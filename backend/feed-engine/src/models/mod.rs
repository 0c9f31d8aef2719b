use chrono::{DateTime, Utc};
use serde::{Deserialize, Deserializer, Serialize};
use std::collections::HashMap;

/// A rankable feed entry (post or message) as delivered by the backend.
///
/// The engine only ever reads these; view tracking lives outside the item in
/// a [`ViewStateMap`] so one collection can be ranked for many viewers.
#[derive(Debug, Clone, PartialEq, Serialize, Deserialize)]
#[serde(rename_all = "camelCase")]
pub struct FeedItem {
    #[serde(default)]
    pub id: String,
    /// `None` when the backend omitted the field or sent an unparsable value.
    #[serde(default, deserialize_with = "lenient_timestamp")]
    pub created_at: Option<DateTime<Utc>>,
    #[serde(default)]
    pub kind: PostKind,
    #[serde(default)]
    pub reply_count: u32,
    #[serde(default)]
    pub has_accepted_answer: bool,
    #[serde(default)]
    pub like_count: u32,
    #[serde(default)]
    pub is_pinned: bool,
    #[serde(default, skip_serializing_if = "Option::is_none")]
    pub author_id: Option<String>,
}

impl FeedItem {
    pub fn new(id: impl Into<String>, kind: PostKind, created_at: DateTime<Utc>) -> Self {
        Self {
            id: id.into(),
            created_at: Some(created_at),
            kind,
            reply_count: 0,
            has_accepted_answer: false,
            like_count: 0,
            is_pinned: false,
            author_id: None,
        }
    }

    /// Open question: no accepted answer and nobody has replied yet.
    pub fn is_unanswered_question(&self) -> bool {
        self.kind == PostKind::Question && !self.has_accepted_answer && self.reply_count == 0
    }

    /// Question without an accepted answer, replies or not.
    pub fn is_unresolved_question(&self) -> bool {
        self.kind == PostKind::Question && !self.has_accepted_answer
    }

    /// Age in hours at `now`. Future timestamps count as fresh, unknown ones as infinitely old.
    pub fn age_hours(&self, now: DateTime<Utc>) -> f64 {
        match self.created_at {
            Some(created_at) => {
                let age_seconds = (now - created_at).num_seconds().max(0) as f64;
                age_seconds / 3600.0
            }
            None => f64::INFINITY,
        }
    }
}

fn lenient_timestamp<'de, D>(deserializer: D) -> Result<Option<DateTime<Utc>>, D::Error>
where
    D: Deserializer<'de>,
{
    let raw = Option::<serde_json::Value>::deserialize(deserializer)?;
    Ok(match raw {
        Some(serde_json::Value::String(s)) => DateTime::parse_from_rfc3339(&s)
            .map(|dt| dt.with_timezone(&Utc))
            .ok(),
        // epoch milliseconds
        Some(serde_json::Value::Number(n)) => n
            .as_i64()
            .and_then(DateTime::<Utc>::from_timestamp_millis),
        _ => None,
    })
}

#[derive(Debug, Clone, Copy, PartialEq, Eq, Hash, Serialize, Deserialize, Default)]
#[serde(rename_all = "lowercase")]
pub enum PostKind {
    Question,
    #[default]
    Discussion,
    Announcement,
    #[serde(other)]
    Other,
}

impl PostKind {
    pub fn as_str(&self) -> &'static str {
        match self {
            PostKind::Question => "question",
            PostKind::Discussion => "discussion",
            PostKind::Announcement => "announcement",
            PostKind::Other => "other",
        }
    }
}

/// Per-viewer record of whether an item was opened.
#[derive(Debug, Clone, Default, PartialEq, Serialize, Deserialize)]
#[serde(rename_all = "camelCase")]
pub struct ViewRecord {
    #[serde(default)]
    pub viewed: bool,
    #[serde(default, skip_serializing_if = "Option::is_none")]
    pub viewed_at: Option<DateTime<Utc>>,
}

/// Item id -> view record. Missing keys mean "not seen".
pub type ViewStateMap = HashMap<String, ViewRecord>;

pub fn is_unseen(item: &FeedItem, view_state: &ViewStateMap) -> bool {
    !view_state.get(&item.id).is_some_and(|record| record.viewed)
}

/// Declarative feed query. Unset options never exclude anything.
#[derive(Debug, Clone, Default, PartialEq, Serialize, Deserialize)]
#[serde(rename_all = "camelCase")]
pub struct ShowFilter {
    #[serde(default)]
    pub only_unanswered: bool,
    #[serde(default, skip_serializing_if = "Option::is_none")]
    pub post_type: Option<PostKind>,
}

impl ShowFilter {
    pub fn only_unanswered() -> Self {
        Self {
            only_unanswered: true,
            post_type: None,
        }
    }

    pub fn post_type(kind: PostKind) -> Self {
        Self {
            only_unanswered: false,
            post_type: Some(kind),
        }
    }
}

#[derive(Debug, Clone, Copy, PartialEq, Eq, Hash, Serialize, Deserialize)]
#[serde(rename_all = "camelCase")]
pub enum PriorityBucket {
    Pinned,
    UnseenUnanswered,
    SeenOther,
}

impl PriorityBucket {
    /// Render order for sectioned lists.
    pub const ALL: [PriorityBucket; 3] = [
        PriorityBucket::Pinned,
        PriorityBucket::UnseenUnanswered,
        PriorityBucket::SeenOther,
    ];

    pub fn as_str(&self) -> &'static str {
        match self {
            PriorityBucket::Pinned => "pinned",
            PriorityBucket::UnseenUnanswered => "unseenUnanswered",
            PriorityBucket::SeenOther => "seenOther",
        }
    }
}

/// Items partitioned into the three priority sections, each in rank order.
#[derive(Debug, Clone, Default, PartialEq, Serialize)]
#[serde(rename_all = "camelCase")]
pub struct PriorityBuckets {
    pub pinned: Vec<FeedItem>,
    pub unseen_unanswered: Vec<FeedItem>,
    pub seen_other: Vec<FeedItem>,
}

impl PriorityBuckets {
    pub fn get(&self, bucket: PriorityBucket) -> &[FeedItem] {
        match bucket {
            PriorityBucket::Pinned => &self.pinned,
            PriorityBucket::UnseenUnanswered => &self.unseen_unanswered,
            PriorityBucket::SeenOther => &self.seen_other,
        }
    }

    pub(crate) fn push(&mut self, bucket: PriorityBucket, item: FeedItem) {
        match bucket {
            PriorityBucket::Pinned => self.pinned.push(item),
            PriorityBucket::UnseenUnanswered => self.unseen_unanswered.push(item),
            PriorityBucket::SeenOther => self.seen_other.push(item),
        }
    }

    pub fn iter(&self) -> impl Iterator<Item = (PriorityBucket, &[FeedItem])> {
        PriorityBucket::ALL
            .into_iter()
            .map(move |bucket| (bucket, self.get(bucket)))
    }

    pub fn len(&self) -> usize {
        self.pinned.len() + self.unseen_unanswered.len() + self.seen_other.len()
    }

    pub fn is_empty(&self) -> bool {
        self.len() == 0
    }

    pub fn counts(&self) -> BucketCounts {
        BucketCounts {
            pinned: self.pinned.len(),
            unseen_unanswered: self.unseen_unanswered.len(),
            seen_other: self.seen_other.len(),
        }
    }
}

#[derive(Debug, Clone, Copy, Default, PartialEq, Eq, Serialize)]
#[serde(rename_all = "camelCase")]
pub struct BucketCounts {
    pub pinned: usize,
    pub unseen_unanswered: usize,
    pub seen_other: usize,
}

> **What the exercise asks**
Look through the data and show every line containing "derive".

> **Output for this task**
#[derive(Debug, Clone, PartialEq, Serialize, Deserialize)]
#[derive(Debug, Clone, Copy, PartialEq, Eq, Hash, Serialize, Deserialize, Default)]
#[derive(Debug, Clone, Default, PartialEq, Serialize, Deserialize)]
#[derive(Debug, Clone, Default, PartialEq, Serialize, Deserialize)]
#[derive(Debug, Clone, Copy, PartialEq, Eq, Hash, Serialize, Deserialize)]
#[derive(Debug, Clone, Default, PartialEq, Serialize)]
#[derive(Debug, Clone, Copy, Default, PartialEq, Eq, Serialize)]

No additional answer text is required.